§ PROMPT:
Work out how many lines of the records contain "NewEntry". Answer with the number and nothing else.

┌─ STORED DATA

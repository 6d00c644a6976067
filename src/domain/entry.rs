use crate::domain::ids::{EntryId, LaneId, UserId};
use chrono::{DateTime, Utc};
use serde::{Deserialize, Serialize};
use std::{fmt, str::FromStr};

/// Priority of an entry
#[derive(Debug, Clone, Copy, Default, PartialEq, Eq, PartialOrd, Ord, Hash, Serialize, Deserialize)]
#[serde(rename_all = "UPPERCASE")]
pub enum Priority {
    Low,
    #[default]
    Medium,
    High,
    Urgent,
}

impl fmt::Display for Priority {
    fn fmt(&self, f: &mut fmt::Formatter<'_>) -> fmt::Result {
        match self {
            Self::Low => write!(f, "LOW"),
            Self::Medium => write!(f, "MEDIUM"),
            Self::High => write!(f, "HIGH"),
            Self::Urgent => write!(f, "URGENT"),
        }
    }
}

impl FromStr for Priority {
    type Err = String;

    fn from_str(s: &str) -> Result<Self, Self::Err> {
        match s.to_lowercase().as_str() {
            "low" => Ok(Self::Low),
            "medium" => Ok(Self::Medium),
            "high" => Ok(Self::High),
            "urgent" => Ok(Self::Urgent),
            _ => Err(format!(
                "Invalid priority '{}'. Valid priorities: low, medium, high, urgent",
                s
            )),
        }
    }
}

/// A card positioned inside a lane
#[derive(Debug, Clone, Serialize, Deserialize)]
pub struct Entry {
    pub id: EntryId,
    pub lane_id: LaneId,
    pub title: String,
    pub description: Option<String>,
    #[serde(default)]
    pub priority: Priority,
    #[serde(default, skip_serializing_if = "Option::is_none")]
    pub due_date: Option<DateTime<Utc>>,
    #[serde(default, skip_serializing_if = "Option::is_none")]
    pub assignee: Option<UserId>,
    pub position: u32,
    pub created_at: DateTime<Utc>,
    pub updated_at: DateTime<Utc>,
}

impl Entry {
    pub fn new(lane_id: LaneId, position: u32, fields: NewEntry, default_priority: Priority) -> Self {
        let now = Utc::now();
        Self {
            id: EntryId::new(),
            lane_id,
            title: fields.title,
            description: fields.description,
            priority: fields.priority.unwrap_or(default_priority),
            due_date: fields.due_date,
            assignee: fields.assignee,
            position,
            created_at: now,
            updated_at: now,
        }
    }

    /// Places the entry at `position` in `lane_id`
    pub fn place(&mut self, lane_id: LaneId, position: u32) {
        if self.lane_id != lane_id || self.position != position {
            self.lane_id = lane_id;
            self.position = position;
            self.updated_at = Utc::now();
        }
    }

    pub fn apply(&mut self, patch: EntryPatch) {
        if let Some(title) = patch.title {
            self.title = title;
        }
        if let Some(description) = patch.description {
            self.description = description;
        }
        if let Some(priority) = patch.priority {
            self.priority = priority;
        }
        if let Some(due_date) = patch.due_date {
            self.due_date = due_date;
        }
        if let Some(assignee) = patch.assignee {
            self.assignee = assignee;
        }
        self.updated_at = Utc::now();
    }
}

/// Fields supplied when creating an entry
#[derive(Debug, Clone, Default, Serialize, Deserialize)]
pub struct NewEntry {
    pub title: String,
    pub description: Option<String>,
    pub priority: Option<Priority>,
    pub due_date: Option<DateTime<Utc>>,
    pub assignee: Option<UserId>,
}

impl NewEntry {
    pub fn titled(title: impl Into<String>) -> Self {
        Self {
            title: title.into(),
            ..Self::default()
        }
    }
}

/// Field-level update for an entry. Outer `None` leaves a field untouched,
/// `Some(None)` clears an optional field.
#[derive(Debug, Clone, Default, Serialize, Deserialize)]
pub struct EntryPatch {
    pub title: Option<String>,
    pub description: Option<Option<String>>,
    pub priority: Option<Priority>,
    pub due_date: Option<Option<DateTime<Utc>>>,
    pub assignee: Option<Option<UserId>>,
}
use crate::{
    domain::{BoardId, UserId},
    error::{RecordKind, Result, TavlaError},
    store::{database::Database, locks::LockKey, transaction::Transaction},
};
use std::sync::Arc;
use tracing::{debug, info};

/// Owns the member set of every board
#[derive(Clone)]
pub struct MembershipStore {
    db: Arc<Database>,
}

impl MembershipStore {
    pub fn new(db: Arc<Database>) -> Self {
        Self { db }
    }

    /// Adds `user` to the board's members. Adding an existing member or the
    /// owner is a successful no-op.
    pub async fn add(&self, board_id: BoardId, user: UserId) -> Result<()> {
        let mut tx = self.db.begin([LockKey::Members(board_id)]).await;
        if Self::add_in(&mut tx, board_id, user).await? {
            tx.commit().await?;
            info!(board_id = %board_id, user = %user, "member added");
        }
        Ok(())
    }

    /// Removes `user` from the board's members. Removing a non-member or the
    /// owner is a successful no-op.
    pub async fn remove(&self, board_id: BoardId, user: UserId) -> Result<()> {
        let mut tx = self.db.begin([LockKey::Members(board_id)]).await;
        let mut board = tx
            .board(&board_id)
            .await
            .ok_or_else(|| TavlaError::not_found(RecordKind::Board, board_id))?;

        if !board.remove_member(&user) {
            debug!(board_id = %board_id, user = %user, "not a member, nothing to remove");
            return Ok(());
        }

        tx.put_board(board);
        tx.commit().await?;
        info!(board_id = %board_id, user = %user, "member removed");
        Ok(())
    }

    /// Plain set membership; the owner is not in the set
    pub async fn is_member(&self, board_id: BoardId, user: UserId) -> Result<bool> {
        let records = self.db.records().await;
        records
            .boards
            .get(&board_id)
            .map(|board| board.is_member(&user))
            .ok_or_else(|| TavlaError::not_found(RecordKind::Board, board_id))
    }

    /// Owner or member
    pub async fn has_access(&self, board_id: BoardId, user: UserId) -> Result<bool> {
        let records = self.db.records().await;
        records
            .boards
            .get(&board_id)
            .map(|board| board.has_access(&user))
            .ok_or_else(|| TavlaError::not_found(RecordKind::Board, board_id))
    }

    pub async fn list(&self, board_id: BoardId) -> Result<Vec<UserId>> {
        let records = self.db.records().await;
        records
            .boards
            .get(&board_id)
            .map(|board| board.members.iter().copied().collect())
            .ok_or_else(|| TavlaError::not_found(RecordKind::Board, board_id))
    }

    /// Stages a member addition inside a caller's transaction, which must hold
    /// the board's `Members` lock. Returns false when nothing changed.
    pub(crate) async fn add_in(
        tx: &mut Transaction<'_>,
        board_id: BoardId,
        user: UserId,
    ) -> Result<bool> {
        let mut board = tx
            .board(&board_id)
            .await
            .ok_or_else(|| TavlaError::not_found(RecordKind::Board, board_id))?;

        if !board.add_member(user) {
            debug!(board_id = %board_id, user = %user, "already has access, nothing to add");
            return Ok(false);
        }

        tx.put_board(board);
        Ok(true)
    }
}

└─
┌─ STORED DATA

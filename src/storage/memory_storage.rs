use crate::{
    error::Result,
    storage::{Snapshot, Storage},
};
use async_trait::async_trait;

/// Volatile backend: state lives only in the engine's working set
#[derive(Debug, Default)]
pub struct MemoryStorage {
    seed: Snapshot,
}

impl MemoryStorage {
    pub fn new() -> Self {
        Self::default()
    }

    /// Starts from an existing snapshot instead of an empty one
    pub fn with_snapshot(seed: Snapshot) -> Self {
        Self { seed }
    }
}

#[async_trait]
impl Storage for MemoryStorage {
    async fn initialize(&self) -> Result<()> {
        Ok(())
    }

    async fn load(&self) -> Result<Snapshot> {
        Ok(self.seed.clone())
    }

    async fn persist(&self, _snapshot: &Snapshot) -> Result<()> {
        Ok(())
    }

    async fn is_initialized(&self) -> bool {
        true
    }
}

└─

§ ANSWER TO THIS PROBLEM:
3